• **Activity**:
Every line holding "country" should be copied from the records below.
START Exercise materials
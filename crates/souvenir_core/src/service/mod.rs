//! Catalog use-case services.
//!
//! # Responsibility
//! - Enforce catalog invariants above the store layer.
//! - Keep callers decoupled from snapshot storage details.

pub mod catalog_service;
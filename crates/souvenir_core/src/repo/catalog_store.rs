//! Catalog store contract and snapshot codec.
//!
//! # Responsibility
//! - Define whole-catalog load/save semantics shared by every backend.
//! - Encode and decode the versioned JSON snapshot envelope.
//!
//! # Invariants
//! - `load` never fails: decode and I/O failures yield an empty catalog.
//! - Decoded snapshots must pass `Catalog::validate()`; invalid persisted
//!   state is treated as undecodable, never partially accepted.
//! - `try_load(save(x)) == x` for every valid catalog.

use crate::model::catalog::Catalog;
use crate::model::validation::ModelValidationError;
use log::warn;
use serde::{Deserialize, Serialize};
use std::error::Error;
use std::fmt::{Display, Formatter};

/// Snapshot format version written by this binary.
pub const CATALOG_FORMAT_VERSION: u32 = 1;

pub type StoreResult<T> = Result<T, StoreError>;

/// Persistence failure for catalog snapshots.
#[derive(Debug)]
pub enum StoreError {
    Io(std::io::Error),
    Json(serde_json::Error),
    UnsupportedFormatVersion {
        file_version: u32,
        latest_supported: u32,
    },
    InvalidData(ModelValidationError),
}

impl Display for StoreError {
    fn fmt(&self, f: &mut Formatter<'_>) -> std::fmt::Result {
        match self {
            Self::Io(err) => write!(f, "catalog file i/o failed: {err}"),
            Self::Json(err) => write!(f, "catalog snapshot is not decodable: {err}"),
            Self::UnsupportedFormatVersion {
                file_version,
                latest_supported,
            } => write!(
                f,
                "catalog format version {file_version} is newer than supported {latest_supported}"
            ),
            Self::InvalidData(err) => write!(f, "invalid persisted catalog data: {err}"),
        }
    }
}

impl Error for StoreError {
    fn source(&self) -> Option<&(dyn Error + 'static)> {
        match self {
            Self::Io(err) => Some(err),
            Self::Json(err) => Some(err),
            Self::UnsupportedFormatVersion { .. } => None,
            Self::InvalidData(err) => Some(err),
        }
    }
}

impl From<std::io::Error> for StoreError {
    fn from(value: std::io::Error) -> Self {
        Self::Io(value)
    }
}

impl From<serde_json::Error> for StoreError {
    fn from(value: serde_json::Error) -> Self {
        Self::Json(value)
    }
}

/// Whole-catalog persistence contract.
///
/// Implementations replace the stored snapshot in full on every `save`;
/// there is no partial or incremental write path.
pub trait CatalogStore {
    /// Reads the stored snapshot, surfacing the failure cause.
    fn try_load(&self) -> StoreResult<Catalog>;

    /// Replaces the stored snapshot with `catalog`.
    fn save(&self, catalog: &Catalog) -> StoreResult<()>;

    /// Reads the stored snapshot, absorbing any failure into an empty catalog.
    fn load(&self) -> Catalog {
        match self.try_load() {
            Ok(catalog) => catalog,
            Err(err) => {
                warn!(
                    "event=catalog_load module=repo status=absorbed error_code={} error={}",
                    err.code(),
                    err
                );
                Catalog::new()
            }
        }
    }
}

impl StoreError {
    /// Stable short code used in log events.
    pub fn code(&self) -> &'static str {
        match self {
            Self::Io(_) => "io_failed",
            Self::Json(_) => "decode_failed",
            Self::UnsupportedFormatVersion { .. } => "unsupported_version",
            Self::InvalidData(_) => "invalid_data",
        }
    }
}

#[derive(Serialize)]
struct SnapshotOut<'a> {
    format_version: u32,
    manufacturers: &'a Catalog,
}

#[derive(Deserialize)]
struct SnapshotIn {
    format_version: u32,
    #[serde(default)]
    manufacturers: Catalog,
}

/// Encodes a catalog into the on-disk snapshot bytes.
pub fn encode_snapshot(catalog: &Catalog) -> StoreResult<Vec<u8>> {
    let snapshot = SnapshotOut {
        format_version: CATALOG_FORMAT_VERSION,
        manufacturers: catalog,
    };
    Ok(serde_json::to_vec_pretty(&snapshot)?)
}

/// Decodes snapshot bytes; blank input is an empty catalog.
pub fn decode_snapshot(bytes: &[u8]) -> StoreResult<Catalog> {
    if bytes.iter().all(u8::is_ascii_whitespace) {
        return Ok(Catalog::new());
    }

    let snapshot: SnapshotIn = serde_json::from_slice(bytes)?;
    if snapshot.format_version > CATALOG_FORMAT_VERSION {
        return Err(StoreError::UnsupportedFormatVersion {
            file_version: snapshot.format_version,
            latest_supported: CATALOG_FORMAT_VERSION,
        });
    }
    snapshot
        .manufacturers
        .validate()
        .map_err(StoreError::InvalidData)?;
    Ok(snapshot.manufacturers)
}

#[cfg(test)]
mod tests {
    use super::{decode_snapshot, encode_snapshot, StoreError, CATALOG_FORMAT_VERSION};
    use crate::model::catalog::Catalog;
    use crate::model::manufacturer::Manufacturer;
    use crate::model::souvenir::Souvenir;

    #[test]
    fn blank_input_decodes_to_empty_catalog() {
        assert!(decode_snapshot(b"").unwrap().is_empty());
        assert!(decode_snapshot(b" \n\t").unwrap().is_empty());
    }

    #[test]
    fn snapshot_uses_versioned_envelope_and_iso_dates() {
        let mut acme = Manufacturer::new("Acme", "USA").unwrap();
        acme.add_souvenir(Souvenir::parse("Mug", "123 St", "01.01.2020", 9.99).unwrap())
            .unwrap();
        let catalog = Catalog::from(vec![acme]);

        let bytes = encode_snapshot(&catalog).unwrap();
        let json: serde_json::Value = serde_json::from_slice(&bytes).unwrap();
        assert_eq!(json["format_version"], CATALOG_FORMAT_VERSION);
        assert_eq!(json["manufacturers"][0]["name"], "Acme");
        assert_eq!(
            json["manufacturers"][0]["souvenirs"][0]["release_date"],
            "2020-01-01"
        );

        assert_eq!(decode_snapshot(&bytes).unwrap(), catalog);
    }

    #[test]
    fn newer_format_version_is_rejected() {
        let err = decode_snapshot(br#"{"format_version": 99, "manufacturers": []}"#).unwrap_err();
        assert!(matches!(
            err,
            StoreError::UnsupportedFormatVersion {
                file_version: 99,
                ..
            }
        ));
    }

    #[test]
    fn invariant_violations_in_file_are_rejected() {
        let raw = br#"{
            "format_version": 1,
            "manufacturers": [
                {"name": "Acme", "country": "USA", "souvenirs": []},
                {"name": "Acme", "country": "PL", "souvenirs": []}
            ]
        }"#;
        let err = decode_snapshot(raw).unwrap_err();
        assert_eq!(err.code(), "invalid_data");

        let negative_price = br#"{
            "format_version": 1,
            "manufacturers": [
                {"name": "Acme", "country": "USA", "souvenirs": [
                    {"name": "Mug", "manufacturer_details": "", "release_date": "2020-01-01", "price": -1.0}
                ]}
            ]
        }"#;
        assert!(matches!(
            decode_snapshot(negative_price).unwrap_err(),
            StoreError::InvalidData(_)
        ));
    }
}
END Exercise materials
• **Task response**:
                {"name": "Acme", "country": "USA", "souvenirs": []},
                {"name": "Acme", "country": "PL", "souvenirs": []}
                {"name": "Acme", "country": "USA", "souvenirs": [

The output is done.